The Collection Development Discussion Group, part of ACRL’s Rare Books and Manuscripts Section, held a well-attended discussion of collaboration and competition in collection development in rare books and special collections repositories. Charlotte Priddle, librarian for printed books at New York University’s Fales Library & Special Collections, led the discussion in the stead of Chair Martin Stromberg, who was unable to attend.
To start the discussion, Priddle asked attendees to discuss any new or interesting collections, either at their own institutions or that they had heard about elsewhere. Lois Black, the special collections curator at Lehigh University in Bethlehem, Pennsylvania, mentioned a donation of 1,100 volumes from an alumnus to her institution. The donation was comprised largely of books from the golden age of British book illustration. Next, Priddle discussed a recent acquisition at the Fales Library of the archives of Triple Canopy magazine. The online magazine has been published online since 2008, and is of interest because of the online but in-depth nature of the material. Triple Canopy is still publishing, so Priddle and her colleagues must wrestle with issues of copyright and access.
Julie Grob discussed materials acquired by her institution, the University of Texas, that were collected by Peter Best and Scott Walker as part of an eight-year project to document rap in Houston. The collection includes 4,000 digitized images, plus digital recordings. Eventually, this collection will be entirely available online. Grob’s example led to a discussion of how institutions make new acquisitions accessible to their users. Attendees mentioned that in some cases if a new acquisition is large enough, there will be a press release; however, with smaller acquisitions, social media, library website news stories, and gallery exhibits are important methods of promotion.
As the discussion progressed to competition and collaboration in collection development, attendees offered examples of collaborative efforts and initiatives at their own institutions. Several members gave examples of working with subject specialists or the general stacks. Priddle said she finds a collaborative collection that lives both in special collections and the general stacks mutually beneficial.
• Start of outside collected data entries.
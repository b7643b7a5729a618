//! Error types for the Discovery link exporter
//!
//! Every fallible operation in the library returns [`DiscoveryError`].
//! A failed series is reported through this type and the caller moves on
//! to the next one.

use std::path::PathBuf;

use thiserror::Error;

/// Error type for Discovery operations
#[derive(Error, Debug)]
pub enum DiscoveryError {
    /// HTTP request failed at the transport level
    #[error("HTTP request failed: {0}")]
    HttpError(#[from] reqwest::Error),

    /// Server answered with a non-success status
    #[error("Request to {url} returned status {status}")]
    Status {
        status: reqwest::StatusCode,
        url: String,
    },

    /// Response body did not have the expected shape
    #[error("Malformed response: {0}")]
    MalformedResponse(String),

    /// Series reference was empty or whitespace-only
    #[error("Invalid series reference: {0:?}")]
    InvalidSeries(String),

    /// Reading or writing a local file failed
    #[error("I/O error on {}: {source}", path.display())]
    Io {
        path: PathBuf,
        #[source]
        source: std::io::Error,
    },
}

impl DiscoveryError {
    /// Wrap an I/O error with the path it happened on.
    pub fn io(path: impl Into<PathBuf>, source: std::io::Error) -> Self {
        Self::Io {
            path: path.into(),
            source,
        }
    }
}

/// Result type alias for Discovery operations
pub type Result<T> = std::result::Result<T, DiscoveryError>;
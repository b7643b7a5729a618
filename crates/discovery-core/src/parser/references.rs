//! Input list parsers
//!
//! Series lists hold one series reference per line. Reference lists hold
//! one record reference per line, optionally behind a label such as
//! `Reference: C4567`.

use crate::error::Result;
use crate::types::SeriesRef;

/// Parse a newline-delimited series list.
///
/// Lines are trimmed and blank lines skipped; order is preserved.
///
/// # Examples
/// ```
/// use discovery_core::parser::parse_series_list;
///
/// let series = parse_series_list("PREM 8\n\nWar Office\n").unwrap();
/// assert_eq!(series.len(), 2);
/// assert_eq!(series[1].as_str(), "War Office");
/// ```
pub fn parse_series_list(text: &str) -> Result<Vec<SeriesRef>> {
    text.lines()
        .map(str::trim)
        .filter(|line| !line.is_empty())
        .map(SeriesRef::new)
        .collect()
}

/// Extract the record reference from one line of a reference list.
///
/// With a `label:` prefix the reference is the segment after the first
/// colon, up to any second colon. Returns `None` for blank lines.
///
/// # Examples
/// ```
/// use discovery_core::parser::parse_reference_line;
///
/// assert_eq!(parse_reference_line("C4567"), Some("C4567".to_string()));
/// assert_eq!(parse_reference_line("Reference: C4567 "), Some("C4567".to_string()));
/// assert_eq!(parse_reference_line("   "), None);
/// ```
pub fn parse_reference_line(line: &str) -> Option<String> {
    if line.trim().is_empty() {
        return None;
    }

    let re_labelled = regex_lite::Regex::new(r"^[^:]*:([^:]*)").ok()?;
    let reference = match re_labelled.captures(line) {
        Some(caps) => caps.get(1)?.as_str(),
        None => line,
    };

    let reference = reference.trim();
    if reference.is_empty() {
        None
    } else {
        Some(reference.to_string())
    }
}

/// Parse every line of a reference list, skipping blanks.
pub fn parse_reference_list(text: &str) -> Vec<String> {
    text.lines().filter_map(parse_reference_line).collect()
}
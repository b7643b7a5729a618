//! Search response parser
//!
//! Decodes the JSON body of a `/API/search/records` response.

use crate::error::{DiscoveryError, Result};
use crate::types::SearchPage;

/// Parse one page of search results.
///
/// `records` and `count` are required and every record needs a string
/// `id`; `nextBatchMark` may be missing, `null` or empty on the last page.
///
/// # Errors
/// `DiscoveryError::MalformedResponse` if the body is not JSON of that shape.
///
/// # Examples
/// ```
/// use discovery_core::parser::parse_search_page;
///
/// let page = parse_search_page(r#"{"records":[{"id":"C1"}],"count":1,"nextBatchMark":""}"#).unwrap();
/// assert_eq!(page.records[0].id, "C1");
/// assert_eq!(page.next_mark(), None);
/// ```
pub fn parse_search_page(body: &str) -> Result<SearchPage> {
    serde_json::from_str(body).map_err(|e| DiscoveryError::MalformedResponse(e.to_string()))
}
The conversation eventually turned to issues of competition. Most attendees indicated that when a dealer or donor approached them with items that would be a better fit for another institution, they recommended that the dealer or donor contact that institution instead. This is especially important because of the impact that multiple collectors of the same type of material could have on the market. Priddle believes that this is part of the ethics of collection development.
Attendees cited digitization and digital collaboration as a solution to sharing materials across institutions. But digitization priorities differ across institutions. At Fales Library, the staff is not digitizing paper because they have so much media that needs to be digitized first. Priddle stated that she feels as if she is “collecting while building on the past, for the present, while thinking of the future, all at the same time.”
Finally, Priddle solicited suggestions for the agenda of the next Collection Development Discussion Group meeting at Annual in June. These suggestions centered around collection development policies, including the following:
- Writing and rewriting collection development policies.
- Do you use collection development policies at your institution?
- Is your institution’s collection development policy posted publicly?
- Do you know your institution’s collection development policy?
- If your budget isn’t only for special collections materials, how do you decide how much to dedicate to special collections?